Disambiguation · Terminology

Wetware: the technical definition, without the science fiction

In computing, wetware is living biological tissue, specifically cultured neurons, used as a computational medium and interfaced with electronics. It sits alongside hardware and software as a third kind of substrate, not above them and not inside your skull.

The word arrives heavy with fiction. Cyberpunk borrowed it for brain implants and uploaded minds, and that usage has nothing to do with the technical term. This page draws the border cleanly, because precise vocabulary is the difference between a research field and a genre.

A dense living neuronal network growing across a dark silicon microelectrode chip, with glowing dendritic threads bridging electrode pads.
Wetware in the technical sense: living neurons cultured on a silicon interface. Imaging is illustrative.

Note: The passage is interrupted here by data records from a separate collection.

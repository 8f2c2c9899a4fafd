use std::collections::HashMap;
use std::sync::Arc;

use chirp_db::models::FeedTweetRow;
use chirp_db::{Database, feed, graph};
use chirp_types::models::{FeedEntry, UserSummary};
use chirp_types::{TweetId, UserId};
use rusqlite::Connection;
use tracing::debug;

use crate::config::ServiceConfig;
use crate::error::{CoreError, CoreResult};
use crate::retry::with_retry;

/// Builds feed entries newest first (`created_at`, then id, descending).
/// Each feed is read from a single snapshot with a fixed number of
/// queries regardless of how many tweets it holds.
#[derive(Clone)]
pub struct FeedAssembler {
    db: Arc<Database>,
    config: ServiceConfig,
}

impl FeedAssembler {
    pub fn new(db: Arc<Database>, config: ServiceConfig) -> Self {
        Self { db, config }
    }

    pub fn global_feed(&self) -> CoreResult<Vec<FeedEntry>> {
        let entries = with_retry(self.config.retry_attempts, "global_feed", || {
            self.db.read(|conn| {
                let tweets = feed::all_tweets(conn)?;
                assemble(conn, tweets)
            })
        })?;
        debug!(entries = entries.len(), "Assembled global feed");
        Ok(entries)
    }

    /// Tweets from accounts `user` follows, plus `user`'s own when the feed
    /// policy says so.
    pub fn feed_for_user(&self, user: UserId) -> CoreResult<Vec<FeedEntry>> {
        let include_own = self.config.feed.include_own_tweets;
        let entries = with_retry(self.config.retry_attempts, "feed_for_user", || {
            self.db.read(|conn| {
                if !graph::user_exists(conn, user)? {
                    return Err(CoreError::UserNotFound);
                }
                let tweets = feed::tweets_followed_by(conn, user, include_own)?;
                assemble(conn, tweets)
            })
        })?;
        debug!(user = %user, entries = entries.len(), "Assembled feed");
        Ok(entries)
    }
}

fn assemble(conn: &Connection, tweets: Vec<FeedTweetRow>) -> CoreResult<Vec<FeedEntry>> {
    let ids: Vec<TweetId> = tweets.iter().map(|t| t.id).collect();

    let mut attachments: HashMap<TweetId, Vec<String>> = HashMap::new();
    for row in feed::attachments_for(conn, &ids)? {
        attachments.entry(row.tweet_id).or_default().push(row.storage_path);
    }

    let mut likers: HashMap<TweetId, Vec<UserSummary>> = HashMap::new();
    for row in feed::likers_for(conn, &ids)? {
        likers.entry(row.tweet_id).or_default().push(UserSummary {
            id: row.user_id,
            name: row.name,
        });
    }

    let entries = tweets
        .into_iter()
        .map(|t| FeedEntry {
            attachments: attachments.remove(&t.id).unwrap_or_default(),
            likes: likers.remove(&t.id).unwrap_or_default(),
            id: t.id,
            content: t.content,
            created_at: t.created_at,
            author: UserSummary {
                id: t.author_id,
                name: t.author_name,
            },
            like_count: t.like_count,
        })
        .collect();

    Ok(entries)
}
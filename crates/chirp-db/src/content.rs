//! Tweets, media, their associations, and likes.

use chirp_types::models::Tweet;
use chirp_types::{LikeId, MediaId, TweetId, UserId};
use chrono::{DateTime, Utc};
use rusqlite::{Connection, OptionalExtension, Result};

// -- Tweets --

pub fn insert_tweet(
    conn: &Connection,
    author: UserId,
    content: &str,
    created_at: DateTime<Utc>,
) -> Result<TweetId> {
    conn.execute(
        "INSERT INTO tweets (author_id, content, created_at) VALUES (?1, ?2, ?3)",
        (author.0, content, created_at),
    )?;
    Ok(TweetId(conn.last_insert_rowid()))
}

pub fn get_tweet(conn: &Connection, id: TweetId) -> Result<Option<Tweet>> {
    conn.query_row(
        "SELECT id, author_id, content, created_at, like_count FROM tweets WHERE id = ?1",
        [id.0],
        |row| {
            Ok(Tweet {
                id: TweetId(row.get(0)?),
                author_id: UserId(row.get(1)?),
                content: row.get(2)?,
                created_at: row.get(3)?,
                like_count: row.get(4)?,
            })
        },
    )
    .optional()
}

/// Likes and media associations cascade; media rows stay.
pub fn delete_tweet(conn: &Connection, id: TweetId) -> Result<bool> {
    let n = conn.execute("DELETE FROM tweets WHERE id = ?1", [id.0])?;
    Ok(n > 0)
}

// -- Media --

pub fn insert_media(
    conn: &Connection,
    filename: &str,
    storage_path: &str,
    mime_type: Option<&str>,
    created_at: DateTime<Utc>,
) -> Result<MediaId> {
    conn.execute(
        "INSERT INTO media (filename, storage_path, mime_type, created_at) VALUES (?1, ?2, ?3, ?4)",
        (filename, storage_path, mime_type, created_at),
    )?;
    Ok(MediaId(conn.last_insert_rowid()))
}

/// True if the media row exists and its file has not been discarded.
pub fn media_available(conn: &Connection, id: MediaId) -> Result<bool> {
    conn.query_row(
        "SELECT EXISTS(SELECT 1 FROM media WHERE id = ?1 AND discarded = 0)",
        [id.0],
        |row| row.get(0),
    )
}

/// Attaching the same media twice is a no-op.
pub fn attach_media(conn: &Connection, tweet: TweetId, media: MediaId) -> Result<()> {
    conn.execute(
        "INSERT OR IGNORE INTO tweet_media (tweet_id, media_id) VALUES (?1, ?2)",
        [tweet.0, media.0],
    )?;
    Ok(())
}

/// Marks media attached to `tweet` whose file no other tweet uses as
/// discarded and returns their storage paths. Sharing is decided by storage
/// path, so two rows naming the same file count as one. Discarded media can
/// no longer be attached.
pub fn discard_exclusive_media(conn: &Connection, tweet: TweetId) -> Result<Vec<String>> {
    let mut stmt = conn.prepare(
        "SELECT m.id, m.storage_path
         FROM tweet_media tm
         JOIN media m ON m.id = tm.media_id
         WHERE tm.tweet_id = ?1
           AND m.discarded = 0
           AND NOT EXISTS (
               SELECT 1 FROM tweet_media other
               JOIN media om ON om.id = other.media_id
               WHERE om.storage_path = m.storage_path AND other.tweet_id <> tm.tweet_id
           )
         ORDER BY m.id",
    )?;
    let rows = stmt
        .query_map([tweet.0], |row| Ok((MediaId(row.get(0)?), row.get(1)?)))?
        .collect::<Result<Vec<(MediaId, String)>>>()?;
    mark_discarded(conn, rows)
}

/// Same as [`discard_exclusive_media`] for every tweet written by `author`:
/// files used only by `author`'s tweets.
pub fn discard_exclusive_media_of_author(conn: &Connection, author: UserId) -> Result<Vec<String>> {
    let mut stmt = conn.prepare(
        "SELECT m.id, m.storage_path
         FROM media m
         WHERE m.discarded = 0
           AND EXISTS (
               SELECT 1 FROM tweet_media tm
               JOIN tweets t ON t.id = tm.tweet_id
               WHERE tm.media_id = m.id AND t.author_id = ?1
           )
           AND NOT EXISTS (
               SELECT 1 FROM tweet_media tm
               JOIN tweets t ON t.id = tm.tweet_id
               JOIN media om ON om.id = tm.media_id
               WHERE om.storage_path = m.storage_path AND t.author_id <> ?1
           )
         ORDER BY m.id",
    )?;
    let rows = stmt
        .query_map([author.0], |row| Ok((MediaId(row.get(0)?), row.get(1)?)))?
        .collect::<Result<Vec<(MediaId, String)>>>()?;
    mark_discarded(conn, rows)
}

fn mark_discarded(conn: &Connection, rows: Vec<(MediaId, String)>) -> Result<Vec<String>> {
    let mut stmt = conn.prepare("UPDATE media SET discarded = 1 WHERE id = ?1")?;
    let mut paths = Vec::with_capacity(rows.len());
    for (id, path) in rows {
        stmt.execute([id.0])?;
        if !paths.contains(&path) {
            paths.push(path);
        }
    }
    Ok(paths)
}

// -- Likes --

/// Fails with a UNIQUE violation if the like already exists.
pub fn insert_like(
    conn: &Connection,
    user: UserId,
    tweet: TweetId,
    created_at: DateTime<Utc>,
) -> Result<LikeId> {
    conn.execute(
        "INSERT INTO likes (user_id, tweet_id, created_at) VALUES (?1, ?2, ?3)",
        (user.0, tweet.0, created_at),
    )?;
    Ok(LikeId(conn.last_insert_rowid()))
}

pub fn has_like(conn: &Connection, user: UserId, tweet: TweetId) -> Result<bool> {
    conn.query_row(
        "SELECT EXISTS(SELECT 1 FROM likes WHERE user_id = ?1 AND tweet_id = ?2)",
        [user.0, tweet.0],
        |row| row.get(0),
    )
}

/// Returns false if there was no such like.
pub fn delete_like(conn: &Connection, user: UserId, tweet: TweetId) -> Result<bool> {
    let n = conn.execute(
        "DELETE FROM likes WHERE user_id = ?1 AND tweet_id = ?2",
        [user.0, tweet.0],
    )?;
    Ok(n > 0)
}

pub fn adjust_like_count(conn: &Connection, tweet: TweetId, delta: i64) -> Result<()> {
    conn.execute(
        "UPDATE tweets SET like_count = like_count + ?2 WHERE id = ?1",
        [tweet.0, delta],
    )?;
    Ok(())
}

/// Takes `user`'s likes out of the counters of every tweet they liked.
/// Must run before the likes themselves are removed.
pub fn release_likes_of_user(conn: &Connection, user: UserId) -> Result<usize> {
    conn.execute(
        "UPDATE tweets SET like_count = like_count - 1
         WHERE id IN (SELECT tweet_id FROM likes WHERE user_id = ?1)",
        [user.0],
    )
}

pub fn like_count(conn: &Connection, tweet: TweetId) -> Result<Option<i64>> {
    conn.query_row("SELECT like_count FROM tweets WHERE id = ?1", [tweet.0], |row| {
        row.get(0)
    })
    .optional()
}

/// Counts like rows directly; the denormalized counter must agree with it.
pub fn count_like_rows(conn: &Connection, tweet: TweetId) -> Result<i64> {
    conn.query_row("SELECT COUNT(*) FROM likes WHERE tweet_id = ?1", [tweet.0], |row| {
        row.get(0)
    })
}
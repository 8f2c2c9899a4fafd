use std::thread;
use std::time::Duration;

use tracing::warn;

use crate::error::{CoreError, CoreResult};

const BACKOFF_STEP: Duration = Duration::from_millis(25);

/// Re-run `f` while it fails with busy/locked storage errors, at most
/// `attempts` times in total.
pub(crate) fn with_retry<T, F>(attempts: u32, op: &'static str, mut f: F) -> CoreResult<T>
where
    F: FnMut() -> CoreResult<T>,
{
    let attempts = attempts.max(1);
    for attempt in 1..=attempts {
        match f() {
            Err(CoreError::Storage(e)) if chirp_db::is_transient(&e) => {
                warn!(op, attempt, "Transient storage failure: {}", e);
                if attempt < attempts {
                    thread::sleep(BACKOFF_STEP * attempt);
                }
            }
            other => return other,
        }
    }
    Err(CoreError::StorageUnavailable)
}

#[cfg(test)]
mod tests {
    use super::*;
    use rusqlite::ffi;

    fn busy() -> CoreError {
        CoreError::Storage(rusqlite::Error::SqliteFailure(
            ffi::Error::new(ffi::SQLITE_BUSY),
            None,
        ))
    }

    #[test]
    fn recovers_after_transient_failures() {
        let mut calls = 0;
        let out = with_retry(3, "test", || {
            calls += 1;
            if calls < 3 { Err(busy()) } else { Ok(calls) }
        });
        assert_eq!(out.unwrap(), 3);
    }

    #[test]
    fn exhaustion_is_storage_unavailable() {
        let mut calls = 0;
        let out: CoreResult<()> = with_retry(2, "test", || {
            calls += 1;
            Err(busy())
        });
        assert!(matches!(out, Err(CoreError::StorageUnavailable)));
        assert_eq!(calls, 2);
    }

    #[test]
    fn domain_errors_are_not_retried() {
        let mut calls = 0;
        let out: CoreResult<()> = with_retry(5, "test", || {
            calls += 1;
            Err(CoreError::TweetNotFound)
        });
        assert!(matches!(out, Err(CoreError::TweetNotFound)));
        assert_eq!(calls, 1);
    }
}
use std::sync::Arc;

use chirp_core::{CoreResult, Services};
use tracing::error;

use crate::error::ApiError;

pub type AppState = Arc<AppStateInner>;

pub struct AppStateInner {
    pub services: Services,
    /// URL prefix attachments are served under, e.g. `/media`.
    pub media_url_prefix: String,
    pub max_upload_bytes: usize,
}

/// Run a core call off the async runtime; every core operation does
/// blocking SQLite and filesystem work.
pub async fn blocking<F, T>(f: F) -> Result<T, ApiError>
where
    F: FnOnce() -> CoreResult<T> + Send + 'static,
    T: Send + 'static,
{
    tokio::task::spawn_blocking(f)
        .await
        .map_err(|e| {
            error!("spawn_blocking join error: {}", e);
            ApiError::Internal
        })?
        .map_err(ApiError::from)
}
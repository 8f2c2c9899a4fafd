use chrono::{DateTime, Utc};
use serde::{Deserialize, Serialize};

use crate::ids::{TweetId, UserId};

#[derive(Debug, Clone, PartialEq, Eq, Serialize, Deserialize)]
pub struct User {
    pub id: UserId,
    pub name: String,
    pub created_at: DateTime<Utc>,
}

/// The `{id, name}` pair used wherever another user is referenced.
#[derive(Debug, Clone, PartialEq, Eq, Serialize, Deserialize)]
pub struct UserSummary {
    pub id: UserId,
    pub name: String,
}

#[derive(Debug, Clone, PartialEq, Eq, Serialize, Deserialize)]
pub struct UserProfile {
    pub id: UserId,
    pub name: String,
    pub followers: Vec<UserSummary>,
    pub following: Vec<UserSummary>,
}

#[derive(Debug, Clone, PartialEq, Eq, Serialize, Deserialize)]
pub struct Tweet {
    pub id: TweetId,
    pub author_id: UserId,
    pub content: String,
    pub created_at: DateTime<Utc>,
    pub like_count: i64,
}

/// A tweet joined with its author, attachments and likers, ready to render.
#[derive(Debug, Clone, PartialEq, Eq, Serialize, Deserialize)]
pub struct FeedEntry {
    pub id: TweetId,
    pub content: String,
    pub created_at: DateTime<Utc>,
    pub author: UserSummary,
    /// Storage paths, in attachment order.
    pub attachments: Vec<String>,
    /// Likers, oldest like first.
    pub likes: Vec<UserSummary>,
    pub like_count: i64,
}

What does wetware mean in computer science?

Hardware is the physical machine; software is the instructions it runs; wetware is a living substrate that performs computation through its own biology. In current practice that means neurons or brain organoids cultured on a microelectrode array, stimulated and recorded by electronics. The defining trait is that the computation happens in living cells whose structure changes as they work, not in fixed transistors or stored code.

The three substrates

Hardware does not change as it runs. Software changes only its state, not its medium. Wetware changes its own physical structure continuously through synaptic plasticity. That self-modification is the property the field is trying to exploit, and the reason wetware is genuinely a third category rather than a flavor of the other two.

What wetware is not

Wetware is not a brain-computer interface that reads your thoughts, not a neural implant, and not a digital mind. Those concern an intact, living human nervous system or a simulation of one. Technical wetware is the opposite in scale and ambition: a small, cultured population of cells in a dish, shaped by feedback to perform a narrow task, with no continuity to any person and no inner life on offer. The romance belongs to fiction; the work is electrophysiology and cell culture.2

Why the term matters

Search interest in "wetware" is steady and largely driven by people who met the word in a novel or a game. They arrive expecting cyberpunk and find cell culture. Holding the line on the technical meaning is not pedantry; it is how the field stays legible to the researchers, ethicists, and funders who need to reason about it precisely. Remotely accessible wetware platforms now let scientists run experiments on living tissue over the internet, which only sharpens the need for shared, unambiguous language.4

For how this substrate is actually computed on, see the biocomputing primer.

Frequently asked questions

What is wetware in simple terms?

Wetware is living neural tissue used as a computing medium, interfaced with electronics. It is a third substrate alongside hardware and software.

Is wetware the same as a brain implant?

No. A brain implant interfaces with an intact living nervous system. Technical wetware is a small culture of cells in a dish with no connection to any person.

Where does the science-fiction meaning come from?

From cyberpunk literature, which used wetware for brain modification and uploaded minds. That usage is unrelated to the technical term used in biocomputing.

How is wetware different from hardware and software?

Hardware is fixed physical machinery and software is changeable instructions. Wetware physically rewires itself as it operates, through the plasticity of living neurons.

References

  1. Smirnova L, et al. Organoid intelligence (OI): the new frontier in biocomputing and intelligence-in-a-dish. Frontiers in Science. 2023;1:1017235. doi:10.3389/fsci.2023.1017235. Accessed 2026-06-12.
  2. Jordan FD, et al. Open and remotely accessible Neuroplatform for research in wetware computing. Frontiers in Artificial Intelligence. 2024;7:1376042. doi:10.3389/frai.2024.1376042. Accessed 2026-06-12.